Emma received her PhD in Comparative Literature from Harvard University in March, 2021. Her studies and dissertation examined the relationship between the Visual Arts, Film, and Literature through the topics of spatial representation and techniques of formal innovation. As a scholar, her research focuses on works written in English, French, Polish, Russian, and Italian from all over the world and from various experimental literary and artistic movements of the 20th Century (ex. Situationist International, Oulipo, Fluxus).


Her teaching experience has covered an array of material in the Humanities. During her Graduate Studies at Harvard, she taught student sections in courses on Existentialist Literature and Philosophy, the History of Rock and Roll, Mass Media and Popular Culture, and Technology and Early Visual Culture. Additionally, she worked as a tutor with Harvard’s Comparative Literature Tutorial Board to individually mentor students in the study of Literature, Foreign Languages, and Essay Writing. Following the completion of her PhD, she was a Lecturer at Princeton University’s English Department where she taught for a course on the International History of Children’s Literature.

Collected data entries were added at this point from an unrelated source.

//! Locale-keyed text in AppStream and AppData trees

use std::collections::{BTreeMap, BTreeSet};

use crate::error::{Error, Result};
use crate::node::{InsertFlags, Node};

/// Locale key for untranslated text
pub const DEFAULT_LOCALE: &str = "C";

const LANG_ATTRIBUTE: &str = "xml:lang";

/// Emit one `name` child per locale in `values`.
///
/// Every locale except [`DEFAULT_LOCALE`] gets an `xml:lang` attribute. With
/// `dedupe_lang`, translations identical to the default text are dropped.
pub fn insert_localized(
    parent: &mut Node,
    name: &str,
    values: &BTreeMap<String, String>,
    flags: InsertFlags,
) {
    let untranslated = values.get(DEFAULT_LOCALE);
    for (locale, text) in values {
        let is_default = locale == DEFAULT_LOCALE;
        if flags.dedupe_lang && !is_default && Some(text) == untranslated {
            continue;
        }
        let lang = [(LANG_ATTRIBUTE, locale.as_str())];
        let attributes: &[(&str, &str)] = if is_default { &[] } else { &lang };
        parent.insert(name, Some(text.as_str()), flags, attributes);
    }
}

/// Split an AppData `<description>` holding every translation into one
/// markup string per locale.
///
/// Only `<p>`, `<ul>` and `<ol>` may appear at the top level and lists may
/// only hold `<li>`; anything else is rejected as invalid markup. Inline
/// markup inside paragraphs and list items is carried over unchanged.
pub fn localized_unwrap(node: &Node) -> Result<BTreeMap<String, String>> {
    let mut out: BTreeMap<String, String> = BTreeMap::new();

    for child in node.children() {
        if child.is_text() {
            return Err(Error::InvalidMarkup(format!(
                "text outside of a paragraph in <{}>",
                node.tag()
            )));
        }
        match child.tag() {
            "p" => {
                let text = out.entry(locale_of(child).to_string()).or_default();
                text.push_str("<p>");
                text.push_str(&child.inner_xml());
                text.push_str("</p>");
            }
            list @ ("ul" | "ol") => {
                let mut opened = BTreeSet::new();
                for item in child.children() {
                    if item.is_text() {
                        return Err(Error::InvalidMarkup(format!(
                            "text outside of a list item in <{}>",
                            list
                        )));
                    }
                    if item.tag() != "li" {
                        return Err(Error::InvalidMarkup(format!(
                            "tag <{}> is not allowed in <{}>",
                            item.tag(),
                            list
                        )));
                    }
                    let locale = locale_of(item);
                    let text = out.entry(locale.to_string()).or_default();
                    if opened.insert(locale) {
                        text.push_str(&format!("<{}>", list));
                    }
                    text.push_str("<li>");
                    text.push_str(&item.inner_xml());
                    text.push_str("</li>");
                }
                for locale in opened {
                    if let Some(text) = out.get_mut(locale) {
                        text.push_str(&format!("</{}>", list));
                    }
                }
            }
            other => {
                return Err(Error::InvalidMarkup(format!(
                    "unknown tag <{}> in <{}>",
                    other,
                    node.tag()
                )));
            }
        }
    }

    Ok(out)
}

fn locale_of(node: &Node) -> &str {
    node.attribute(LANG_ATTRIBUTE).unwrap_or(DEFAULT_LOCALE)
}
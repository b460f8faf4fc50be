//! Attributed tree used as the in-memory DOM for AppStream and AppData
//!
//! A [`Node`] owns its attributes and children. Parsers read attributes with
//! [`Node::attribute`] or consume them with [`Node::take_attribute`], so a
//! caller walking the tree afterwards only sees what nobody claimed.

use std::ops::BitOr;

use quick_xml::escape::escape;
use quick_xml::events::{BytesStart, Event};
use quick_xml::Reader;

use crate::error::{Error, Result};

/// Flags controlling how [`Node::insert`] stores text content
#[derive(Debug, Clone, Copy, Default, PartialEq, Eq)]
pub struct InsertFlags {
    /// Content is already markup and must not be escaped again
    pub pre_escaped: bool,
    /// Skip translations identical to the untranslated text
    pub dedupe_lang: bool,
}

impl InsertFlags {
    pub const NONE: Self = Self {
        pre_escaped: false,
        dedupe_lang: false,
    };

    pub const PRE_ESCAPED: Self = Self {
        pre_escaped: true,
        dedupe_lang: false,
    };

    pub const DEDUPE_LANG: Self = Self {
        pre_escaped: false,
        dedupe_lang: true,
    };
}

impl BitOr for InsertFlags {
    type Output = Self;

    fn bitor(self, rhs: Self) -> Self {
        Self {
            pre_escaped: self.pre_escaped || rhs.pre_escaped,
            dedupe_lang: self.dedupe_lang || rhs.dedupe_lang,
        }
    }
}

/// A tagged node with optional text, ordered attributes and children
#[derive(Debug, Clone, Default, PartialEq, Eq)]
pub struct Node {
    tag: String,
    data: Option<String>,
    /// `data` holds raw markup rather than plain text
    markup: bool,
    attributes: Vec<(String, String)>,
    children: Vec<Node>,
}

impl Node {
    /// Create a detached node with the given tag
    pub fn new(tag: impl Into<String>) -> Self {
        Self {
            tag: tag.into(),
            ..Self::default()
        }
    }

    /// Create an unnamed document root
    pub fn root() -> Self {
        Self::default()
    }

    fn text(data: &str) -> Self {
        Self {
            data: Some(data.to_string()),
            ..Self::default()
        }
    }

    pub fn tag(&self) -> &str {
        &self.tag
    }

    /// Text content, if any
    pub fn data(&self) -> Option<&str> {
        self.data.as_deref()
    }

    /// Remove and return the text content
    pub fn take_data(&mut self) -> Option<String> {
        self.markup = false;
        self.data.take()
    }

    /// Whether this is a run of text between the elements of mixed content,
    /// as in the `Use ` and ` instead` around `<code>` in a paragraph
    pub fn is_text(&self) -> bool {
        self.tag.is_empty() && self.data.is_some()
    }

    /// Whether the text content is raw markup written verbatim by [`Node::to_xml`]
    pub fn is_pre_escaped(&self) -> bool {
        self.markup
    }

    /// Look up an attribute without removing it
    pub fn attribute(&self, key: &str) -> Option<&str> {
        self.attributes
            .iter()
            .find(|(k, _)| k == key)
            .map(|(_, v)| v.as_str())
    }

    /// Remove an attribute and return its value
    pub fn take_attribute(&mut self, key: &str) -> Option<String> {
        let index = self.attributes.iter().position(|(k, _)| k == key)?;
        Some(self.attributes.remove(index).1)
    }

    /// Set an attribute, replacing any existing value for the key
    pub fn add_attribute(&mut self, key: impl Into<String>, value: impl Into<String>) {
        let key = key.into();
        let value = value.into();
        match self.attributes.iter_mut().find(|(k, _)| *k == key) {
            Some(slot) => slot.1 = value,
            None => self.attributes.push((key, value)),
        }
    }

    pub fn attributes(&self) -> impl Iterator<Item = (&str, &str)> {
        self.attributes.iter().map(|(k, v)| (k.as_str(), v.as_str()))
    }

    pub fn children(&self) -> &[Node] {
        &self.children
    }

    pub fn children_mut(&mut self) -> &mut [Node] {
        &mut self.children
    }

    pub fn has_children(&self) -> bool {
        !self.children.is_empty()
    }

    /// Append an already built child
    pub fn push(&mut self, child: Node) -> &mut Node {
        self.children.push(child);
        let last = self.children.len() - 1;
        &mut self.children[last]
    }

    /// First direct child with the given tag
    pub fn find(&self, tag: &str) -> Option<&Node> {
        self.children.iter().find(|n| n.tag == tag)
    }

    pub fn find_mut(&mut self, tag: &str) -> Option<&mut Node> {
        self.children.iter_mut().find(|n| n.tag == tag)
    }

    /// Create a child node and return it for further population.
    ///
    /// With [`InsertFlags::pre_escaped`] the content is parsed as a markup
    /// fragment so the child carries real element children; content that is
    /// not well-formed is kept verbatim and written back unescaped.
    pub fn insert(
        &mut self,
        tag: &str,
        data: Option<&str>,
        flags: InsertFlags,
        attributes: &[(&str, &str)],
    ) -> &mut Node {
        let mut node = Node::new(tag);
        for (key, value) in attributes {
            node.add_attribute(*key, *value);
        }
        if let Some(data) = data {
            if flags.pre_escaped {
                match Node::from_xml(data) {
                    Ok(fragment) => {
                        node.data = fragment.data;
                        node.children = fragment.children;
                    }
                    Err(e) => {
                        tracing::debug!("keeping unparsable markup verbatim in <{}>: {}", tag, e);
                        node.data = Some(data.to_string());
                        node.markup = true;
                    }
                }
            } else {
                node.data = Some(data.to_string());
            }
        }
        self.push(node)
    }

    /// Visit every node tagged `tag`, outermost first; matched nodes are not descended into.
    pub fn try_for_each_named<E, F>(&mut self, tag: &str, f: &mut F) -> std::result::Result<(), E>
    where
        F: FnMut(&mut Node) -> std::result::Result<(), E>,
    {
        if self.tag == tag {
            return f(self);
        }
        for child in &mut self.children {
            child.try_for_each_named(tag, f)?;
        }
        Ok(())
    }

    /// Parse an XML document or fragment into a tree under an unnamed root.
    ///
    /// Elements holding only text get it trimmed into [`Node::data`].
    /// Whitespace between child elements is dropped, unless the element also
    /// holds other text: then every run of text is kept as a text child in
    /// document order.
    pub fn from_xml(text: &str) -> Result<Node> {
        let mut reader = Reader::from_str(text);

        let mut stack = vec![Node::root()];
        loop {
            match reader.read_event()? {
                Event::Start(ref e) => {
                    stack.push(Self::from_start(e)?);
                }
                Event::Empty(ref e) => {
                    let node = Self::from_start(e)?;
                    if let Some(parent) = stack.last_mut() {
                        parent.children.push(node);
                    }
                }
                Event::End(ref e) => {
                    if stack.len() < 2 {
                        return Err(Error::InvalidMarkup(format!(
                            "unexpected closing tag </{}>",
                            String::from_utf8_lossy(e.name().as_ref())
                        )));
                    }
                    if let Some(mut node) = stack.pop() {
                        node.settle_content();
                        if let Some(parent) = stack.last_mut() {
                            parent.children.push(node);
                        }
                    }
                }
                Event::Text(ref t) => {
                    let text = t.unescape()?;
                    if let Some(node) = stack.last_mut() {
                        node.push_text(&text);
                    }
                }
                Event::CData(t) => {
                    let text = String::from_utf8_lossy(&t.into_inner()).into_owned();
                    if let Some(node) = stack.last_mut() {
                        node.push_text(&text);
                    }
                }
                Event::Eof => break,
                _ => {}
            }
        }

        match stack.len() {
            1 => {
                let mut root = stack.remove(0);
                root.settle_content();
                Ok(root)
            }
            _ => Err(Error::InvalidMarkup(format!(
                "unclosed element <{}>",
                stack.last().map(|n| n.tag.as_str()).unwrap_or_default()
            ))),
        }
    }

    fn push_text(&mut self, text: &str) {
        if let Some(last) = self.children.last_mut().filter(|n| n.is_text()) {
            last.append_data(text);
            return;
        }
        self.children.push(Node::text(text));
    }

    /// Fold the raw text runs collected while parsing into their final shape
    fn settle_content(&mut self) {
        if self.children.iter().all(Node::is_text) {
            let text: String = self
                .children
                .drain(..)
                .filter_map(|child| child.data)
                .collect();
            let text = text.trim();
            if !text.is_empty() {
                self.append_data(text);
            }
            return;
        }

        let mixed = self
            .children
            .iter()
            .any(|child| child.is_text() && child.data().is_some_and(|t| !t.trim().is_empty()));
        if !mixed {
            self.children.retain(|child| !child.is_text());
            return;
        }

        if let Some(data) = self.children.first_mut().and_then(text_of) {
            *data = data.trim_start().to_string();
        }
        if let Some(data) = self.children.last_mut().and_then(text_of) {
            *data = data.trim_end().to_string();
        }
        self.children
            .retain(|child| !child.is_text() || child.data().is_some_and(|t| !t.is_empty()));
    }

    fn from_start(start: &BytesStart<'_>) -> Result<Node> {
        let mut node = Node::new(String::from_utf8_lossy(start.name().as_ref()).into_owned());
        for attr in start.attributes() {
            let attr = attr?;
            let key = String::from_utf8_lossy(attr.key.as_ref()).into_owned();
            let value = attr.unescape_value()?.into_owned();
            node.attributes.push((key, value));
        }
        Ok(node)
    }

    fn append_data(&mut self, text: &str) {
        match &mut self.data {
            Some(data) => data.push_str(text),
            None => self.data = Some(text.to_string()),
        }
    }

    /// Render only the content of this node, without its own tag
    pub fn inner_xml(&self) -> String {
        let mut out = String::new();
        self.write_content(&mut out);
        out
    }

    /// Render this node as XML; an unnamed root renders only its children
    pub fn to_xml(&self) -> String {
        let mut out = String::new();
        self.write_xml(&mut out);
        out
    }

    fn write_xml(&self, out: &mut String) {
        if self.tag.is_empty() {
            self.write_content(out);
            return;
        }
        out.push('<');
        out.push_str(&self.tag);
        for (key, value) in &self.attributes {
            out.push(' ');
            out.push_str(key);
            out.push_str("=\"");
            out.push_str(&escape(value.as_str()));
            out.push('"');
        }
        if self.data.is_none() && self.children.is_empty() {
            out.push_str("/>");
            return;
        }
        out.push('>');
        self.write_content(out);
        out.push_str("</");
        out.push_str(&self.tag);
        out.push('>');
    }

    fn write_content(&self, out: &mut String) {
        if let Some(data) = &self.data {
            if self.markup {
                out.push_str(data);
            } else {
                out.push_str(&escape(data.as_str()));
            }
        }
        for child in &self.children {
            child.write_xml(out);
        }
    }
}

fn text_of(node: &mut Node) -> Option<&mut String> {
    if node.is_text() {
        node.data.as_mut()
    } else {
        None
    }
}

/// Render a run of sibling nodes back to markup
pub fn nodes_to_xml(nodes: &[Node]) -> String {
    let mut out = String::new();
    for node in nodes {
        node.write_xml(&mut out);
    }
    out
}
//! The `<releases>` block of a catalog entry

use serde::Serialize;
use std::cmp::Ordering;

use crate::context::NodeContext;
use crate::error::Result;
use crate::node::{InsertFlags, Node};
use crate::release::Release;

/// Releases of one component, merged by version
#[derive(Debug, Clone, Default, PartialEq, Eq, Serialize)]
#[serde(transparent)]
pub struct ReleaseSet {
    releases: Vec<Release>,
}

impl ReleaseSet {
    pub fn new() -> Self {
        Self::default()
    }

    /// Add a release, merging it into an existing one with the same version
    pub fn add(&mut self, release: Release) {
        match self
            .releases
            .iter()
            .position(|r| r.version() == release.version())
        {
            Some(index) => {
                tracing::debug!("merging duplicate release {:?}", release.version());
                self.releases[index].merge(release);
            }
            None => self.releases.push(release),
        }
    }

    pub fn by_version(&self, version: &str) -> Option<&Release> {
        self.releases.iter().find(|r| r.version() == Some(version))
    }

    /// The release that sorts first
    pub fn newest(&self) -> Option<&Release> {
        self.releases.iter().reduce(|newest, r| {
            if Release::compare(r, newest) != Ordering::Greater {
                r
            } else {
                newest
            }
        })
    }

    /// Stable newest-first sort.
    ///
    /// `Release::compare` is not a total order once unversioned releases are
    /// mixed with versioned ones, so this is an insertion sort.
    pub fn sort(&mut self) {
        for i in 1..self.releases.len() {
            let mut j = i;
            while j > 0
                && Release::compare(&self.releases[j], &self.releases[j - 1]) == Ordering::Less
            {
                self.releases.swap(j, j - 1);
                j -= 1;
            }
        }
    }

    pub fn iter(&self) -> std::slice::Iter<'_, Release> {
        self.releases.iter()
    }

    pub fn len(&self) -> usize {
        self.releases.len()
    }

    pub fn is_empty(&self) -> bool {
        self.releases.is_empty()
    }

    /// Add every `<release>` child of a `<releases>` element
    pub fn parse(&mut self, node: &mut Node, ctx: &NodeContext) -> Result<()> {
        for child in node.children_mut().iter_mut() {
            if child.tag() != "release" {
                continue;
            }
            let mut release = Release::new();
            release.parse(child, ctx)?;
            self.add(release);
        }
        Ok(())
    }

    /// Sort and write the newest `ctx.max_releases` releases.
    ///
    /// Nothing is written for an empty set or API versions before 0.6.
    pub fn insert<'a>(
        &mut self,
        parent: &'a mut Node,
        ctx: &NodeContext,
    ) -> Option<&'a mut Node> {
        if self.releases.is_empty() || ctx.version < 0.6 {
            return None;
        }
        self.sort();
        let node = parent.insert("releases", None, InsertFlags::NONE, &[]);
        for release in self.releases.iter().take(ctx.max_releases) {
            release.insert(node, ctx);
        }
        Some(node)
    }
}

impl<'a> IntoIterator for &'a ReleaseSet {
    type Item = &'a Release;
    type IntoIter = std::slice::Iter<'a, Release>;

    fn into_iter(self) -> Self::IntoIter {
        self.iter()
    }
}

impl FromIterator<Release> for ReleaseSet {
    fn from_iter<I: IntoIterator<Item = Release>>(iter: I) -> Self {
        let mut set = ReleaseSet::new();
        for release in iter {
            set.add(release);
        }
        set
    }
}
impl Release {
    /// Create an empty release
    pub fn new() -> Self {
        Self::default()
    }

    /// Order two releases newest-first.
    ///
    /// Versions decide when both are set and comparable; otherwise, or when
    /// they are equal, the later timestamp comes first.
    pub fn compare(a: &Release, b: &Release) -> Ordering {
        vercmp(a.version(), b.version())
            .map(Ordering::reverse)
            .unwrap_or(Ordering::Equal)
            .then_with(|| b.timestamp.cmp(&a.timestamp))
    }

    pub fn version(&self) -> Option<&str> {
        self.version.as_deref()
    }

    pub fn timestamp(&self) -> u64 {
        self.timestamp
    }

    /// The timestamp as a UTC date, `None` when unset
    pub fn date(&self) -> Option<DateTime<Utc>> {
        if self.timestamp == 0 {
            return None;
        }
        let secs = i64::try_from(self.timestamp).ok()?;
        Utc.timestamp_opt(secs, 0).single()
    }

    pub fn locations(&self) -> &[String] {
        &self.locations
    }

    /// First download location, typically the preferred mirror
    pub fn location_default(&self) -> Option<&str> {
        self.locations.first().map(String::as_str)
    }

    pub fn checksums(&self) -> &[Checksum] {
        &self.checksums
    }

    /// First checksum computed over `filename`
    pub fn checksum_by_filename(&self, filename: &str) -> Option<&Checksum> {
        self.checksums
            .iter()
            .find(|c| c.filename() == Some(filename))
    }

    /// First checksum with the given target
    pub fn checksum_by_target(&self, target: ChecksumTarget) -> Option<&Checksum> {
        self.checksums.iter().find(|c| c.target() == target)
    }

    /// Description markup for `locale`, or the untranslated text for `None`
    pub fn description(&self, locale: Option<&str>) -> Option<&str> {
        self.descriptions
            .as_ref()?
            .get(locale.unwrap_or(DEFAULT_LOCALE))
            .map(String::as_str)
    }

    /// All description markup keyed by locale
    pub fn descriptions(&self) -> Option<&BTreeMap<String, String>> {
        self.descriptions.as_ref()
    }

    pub fn set_version(&mut self, version: impl Into<String>) {
        self.version = Some(version.into());
    }

    pub fn set_timestamp(&mut self, timestamp: u64) {
        self.timestamp = timestamp;
    }

    /// Set pre-escaped description markup; `None` sets the untranslated text
    pub fn set_description(&mut self, locale: Option<&str>, markup: impl Into<String>) {
        self.descriptions
            .get_or_insert_with(BTreeMap::new)
            .insert(locale.unwrap_or(DEFAULT_LOCALE).to_string(), markup.into());
    }

    /// Add a download location unless it is already known
    pub fn add_location(&mut self, location: impl Into<String>) {
        let location = location.into();
        if self.locations.contains(&location) {
            return;
        }
        self.locations.push(location);
    }

    pub fn add_checksum(&mut self, checksum: Checksum) {
        self.checksums.push(checksum);
    }

    /// Fold another release of the same version into this one.
    ///
    /// A donor description replaces ours and brings its timestamp along; the
    /// timestamp is also taken when ours is unset. Locations are added,
    /// checksums only when no checksum for the same filename exists.
    pub fn merge(&mut self, donor: Release) {
        let description = donor.description(None).map(str::to_owned);
        let has_description = description.is_some();
        if let Some(description) = description {
            self.set_description(None, description);
        }
        if has_description || self.timestamp == 0 {
            self.timestamp = donor.timestamp;
        }
        for location in donor.locations {
            self.add_location(location);
        }
        for checksum in donor.checksums {
            if self
                .checksums
                .iter()
                .any(|c| c.filename() == checksum.filename())
            {
                continue;
            }
            self.checksums.push(checksum);
        }
    }

    /// Append a `<release>` element to `parent` and return it.
    ///
    /// Locations and checksums need API version 0.9, descriptions 0.6.
    pub fn insert<'a>(&self, parent: &'a mut Node, ctx: &NodeContext) -> &'a mut Node {
        let node = parent.insert("release", None, InsertFlags::NONE, &[]);
        if self.timestamp > 0 {
            node.add_attribute("timestamp", self.timestamp.to_string());
        }
        if let Some(version) = &self.version {
            node.add_attribute("version", version.as_str());
        }
        if ctx.version >= 0.9 {
            for location in &self.locations {
                node.insert("location", Some(location.as_str()), InsertFlags::NONE, &[]);
            }
            for checksum in &self.checksums {
                checksum.insert(node);
            }
        }
        if let Some(descriptions) = &self.descriptions {
            if ctx.version >= 0.6 {
                insert_localized(
                    node,
                    "description",
                    descriptions,
                    InsertFlags::PRE_ESCAPED | InsertFlags::DEDUPE_LANG,
                );
            }
        }
        node
    }

    /// Populate from a `<release>` element.
    ///
    /// The version attribute and the text of `<location>` and `<checksum>`
    /// children are consumed. A failing checksum or an invalid AppData
    /// description aborts the parse and leaves the release half-populated.
    pub fn parse(&mut self, node: &mut Node, ctx: &NodeContext) -> Result<()> {
        tracing::trace!("parsing release {:?}", node.attribute("version"));

        if let Some(timestamp) = node.attribute("timestamp") {
            self.timestamp = parse_timestamp(timestamp);
        }
        if let Some(version) = node.take_attribute("version") {
            self.version = Some(version);
        }

        self.locations.clear();
        for child in node.children_mut().iter_mut() {
            if child.tag() != "location" {
                continue;
            }
            if let Some(location) = child.take_data() {
                self.add_location(location);
            }
        }

        self.checksums.clear();
        let checksum_nodes = node
            .children_mut()
            .iter_mut()
            .filter(|n| n.tag() == "checksum");
        for (index, child) in checksum_nodes.enumerate() {
            let mut checksum = Checksum::new();
            checksum.parse(child).map_err(|e| Error::Checksum {
                index,
                source: Box::new(e),
            })?;
            self.checksums.push(checksum);
        }

        match ctx.description_format() {
            DescriptionFormat::PerLocaleTags => {
                for child in node.children() {
                    if child.tag() != "description" || !child.has_children() {
                        continue;
                    }
                    let markup = nodes_to_xml(child.children());
                    self.set_description(child.attribute("xml:lang"), markup);
                }
            }
            DescriptionFormat::EmbeddedLocales => {
                if let Some(description) = node.find("description") {
                    let descriptions = localized_unwrap(description).map_err(|e| {
                        tracing::warn!(
                            "release {:?}: invalid description: {}",
                            self.version,
                            e
                        );
                        e
                    })?;
                    self.descriptions = Some(descriptions);
                }
            }
        }

        Ok(())
    }

    /// Populate from a DEP-11 release mapping.
    ///
    /// As with [`Release::parse`], locations and checksums present in the
    /// mapping replace the ones already held.
    pub fn parse_dep11(&mut self, node: &Dep11Node) -> Result<()> {
        for child in node.children() {
            match child.key() {
                Some("version") => {
                    if let Some(version) = child.value() {
                        self.set_version(version);
                    }
                }
                Some("unix-timestamp") => {
                    if let Some(timestamp) = child.value() {
                        self.timestamp = parse_timestamp(timestamp);
                    }
                }
                Some("description") => {
                    for text in child.children() {
                        if let Some(markup) = text.value() {
                            self.set_description(text.key(), markup);
                        }
                    }
                }
                Some("locations") => {
                    self.locations.clear();
                    for location in child.children() {
                        if let Some(url) = location.value().or(location.key()) {
                            self.add_location(url);
                        }
                    }
                }
                Some("checksums") => {
                    self.checksums.clear();
                    for item in child.children() {
                        let mut checksum = Checksum::new();
                        checksum.parse_dep11(item)?;
                        self.checksums.push(checksum);
                    }
                }
                _ => {}
            }
        }
        Ok(())
    }
}
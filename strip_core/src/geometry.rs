//! # Hull Offset Table
//!
//! Parses and validates the tab-separated hull geometry file.
//!
//! ## File Format
//!
//! Row 0 holds the longitudinal station coordinates in metres, strictly
//! increasing; the first cell doubles as the depth-column header and is 0 by
//! convention. Every following row is one waterline: column 0 is its depth
//! below the design waterline, the remaining columns are half-breadth offsets
//! at each station. All rows must have the same column count and all values
//! must be non-negative.
//!
//! ```text
//! 0       8.975   17.95   ...
//! 0       0.00    1.21    ...
//! 2.5     2.35    4.80    ...
//! 5.0     3.10    5.95    ...
//! ```
//!
//! ## Example
//!
//! ```rust
//! use strip_core::geometry::HullOffsetTable;
//!
//! let table = HullOffsetTable::parse("0\t10\n0\t5\n5\t5\n", "in.txt").unwrap();
//! assert_eq!(table.station_count(), 2);
//! assert_eq!(table.stations(), &[0.0, 10.0]);
//! ```

use serde::{Deserialize, Serialize};

use crate::errors::{StripError, StripResult};

/// Rectangular hull offset matrix, immutable once parsed.
#[derive(Debug, Clone, Serialize, Deserialize, PartialEq)]
pub struct HullOffsetTable {
    cells: Vec<Vec<f64>>,
}

impl HullOffsetTable {
    /// Parse a tab-separated offset table.
    ///
    /// `source_name` is used in diagnostics only (typically the file path).
    ///
    /// # Returns
    ///
    /// * `Ok(HullOffsetTable)` - Validated table
    /// * `Err(StripError::TableFormat)` - Non-numeric cell, ragged rows,
    ///   negative value, or a station row that is not strictly increasing
    pub fn parse(source: &str, source_name: &str) -> StripResult<Self> {
        let mut cells: Vec<Vec<f64>> = Vec::new();

        for (index, line) in source.trim().lines().enumerate() {
            let line_no = index + 1;
            let mut row = Vec::new();
            for cell in line.split('\t') {
                let trimmed = cell.trim();
                let value: f64 = trimmed.parse().map_err(|_| {
                    StripError::table_format(
                        source_name,
                        line_no,
                        format!("non-numeric cell '{trimmed}'"),
                    )
                })?;
                if !value.is_finite() || value < 0.0 {
                    return Err(StripError::table_format(
                        source_name,
                        line_no,
                        format!("offsets must be finite and non-negative, got {value}"),
                    ));
                }
                row.push(value);
            }
            cells.push(row);
        }

        if cells.len() < 2 {
            return Err(StripError::table_format(
                source_name,
                cells.len(),
                "need a station row and at least one depth row",
            ));
        }

        let width = cells[0].len();
        if width < 2 {
            return Err(StripError::table_format(
                source_name,
                1,
                "need at least one station column besides the depth column",
            ));
        }
        for (index, row) in cells.iter().enumerate() {
            if row.len() != width {
                return Err(StripError::table_format(
                    source_name,
                    index + 1,
                    format!("ragged row: {} columns, expected {width}", row.len()),
                ));
            }
        }

        for pair in cells[0].windows(2) {
            if pair[1] <= pair[0] {
                return Err(StripError::table_format(
                    source_name,
                    1,
                    format!(
                        "station coordinates must be strictly increasing ({} then {})",
                        pair[0], pair[1]
                    ),
                ));
            }
        }

        Ok(HullOffsetTable { cells })
    }

    /// Number of stations, including the coordinate-0 station held by the
    /// depth-column header.
    pub fn station_count(&self) -> usize {
        self.cells[0].len()
    }

    /// Number of waterline rows below the station row.
    pub fn depth_row_count(&self) -> usize {
        self.cells.len() - 1
    }

    /// Station coordinates in metres (row 0).
    pub fn stations(&self) -> &[f64] {
        &self.cells[0]
    }

    /// Depth of waterline `row` in metres. Rows are numbered from 1, matching
    /// the raw file layout; row 0 is the station header.
    pub fn depth(&self, row: usize) -> f64 {
        self.cells[row][0]
    }

    /// Half-breadth offset at waterline `row`, station column `station`.
    pub fn offset(&self, row: usize, station: usize) -> f64 {
        self.cells[row][station]
    }
}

At RIT Kosovo, Emma is teaching courses in the First Year Writing program. She is dedicated to making the classroom an imaginative and informative space for developing reading and writing skills through activities, discussions, and assignments that engage each student in creative, critical, and analytical thought. As a life-long learner of Foreign Languages (now learning Japanese as a sixth language), she is also understanding of the challenges and joys of multilingualism and looks forward to supporting students in developing their English fluency and encouraging them onwards in their college writing. 

Currently Teaching

ENGL-210
3 Credits
In this course, students will study literature, movements, and writers within their cultural contexts and in relation to modes of literary production and circulation. Students will hone their skills as attentive readers and will engage with literary analysis and cultural criticism. The class will incorporate various literary, cultural, and interdisciplinary theories--such as psychoanalytic theory, feminist and queer theories, critical race studies, and postcolonial theory. Using these theoretical frameworks in order to study texts, students will gain a strong foundation for analyzing the ways literary language functions and exploring the interrelations among literature, culture, and history. In doing so, they will engage issues involving culture, identity, language, ethics, race, gender, class, and globalism, among many others.
ENGL-375
3 Credits
This course introduces the basic elements of narrative, reflecting on key concepts in narrative theory such as – story and plot, narration and focalization, characterization, storyspace, and worldmaking – to enhance your understanding of how stories work and your ability to understand how such storytelling strategies convey their meaning and themes. After an initial exploration of storytelling traditions emerging from oral myth and short stories in print, we expand our inquiries into what a narrative is and what it can do by considering what happens to storytelling in graphic novels, digital games, and in recent electronic literature. Reflecting on competing definitions and varieties of narrative, the course raises the overarching question of why how we access, read, write, and circulate stories as a culture matters. Expect to read stories in a variety of media, to review basic concepts and conversations drawn from narrative theory, and to creatively experiment with the storytelling strategies we are analyzing in class. No familiarity with specific print, digital, or visual media necessary, though a willingness to read and reflect on stories in various media and to analyze their cultural significance will be essential.
UWRT-150
3 Credits
Writing Seminar is a three-credit course limited to 19 students per section. The course is designed to develop first-year students’ proficiency in analytical and rhetorical reading and writing, and critical thinking. Students will read, understand, and interpret a variety of non-fiction texts representing different cultural perspectives and/or academic disciplines. These texts are designed to challenge students intellectually and to stimulate their writing for a variety of contexts and purposes. Through inquiry-based assignment sequences, students will develop academic research and literacy practices that will be further strengthened throughout their academic careers. Particular attention will be given to the writing process, including an emphasis on teacher-student conferencing, critical self-assessment, class discussion, peer review, formal and informal writing, research, and revision. Small class size promotes frequent student-instructor and student-student interaction. The course also emphasizes the principles of intellectual property and academic integrity for both current academic and future professional writing.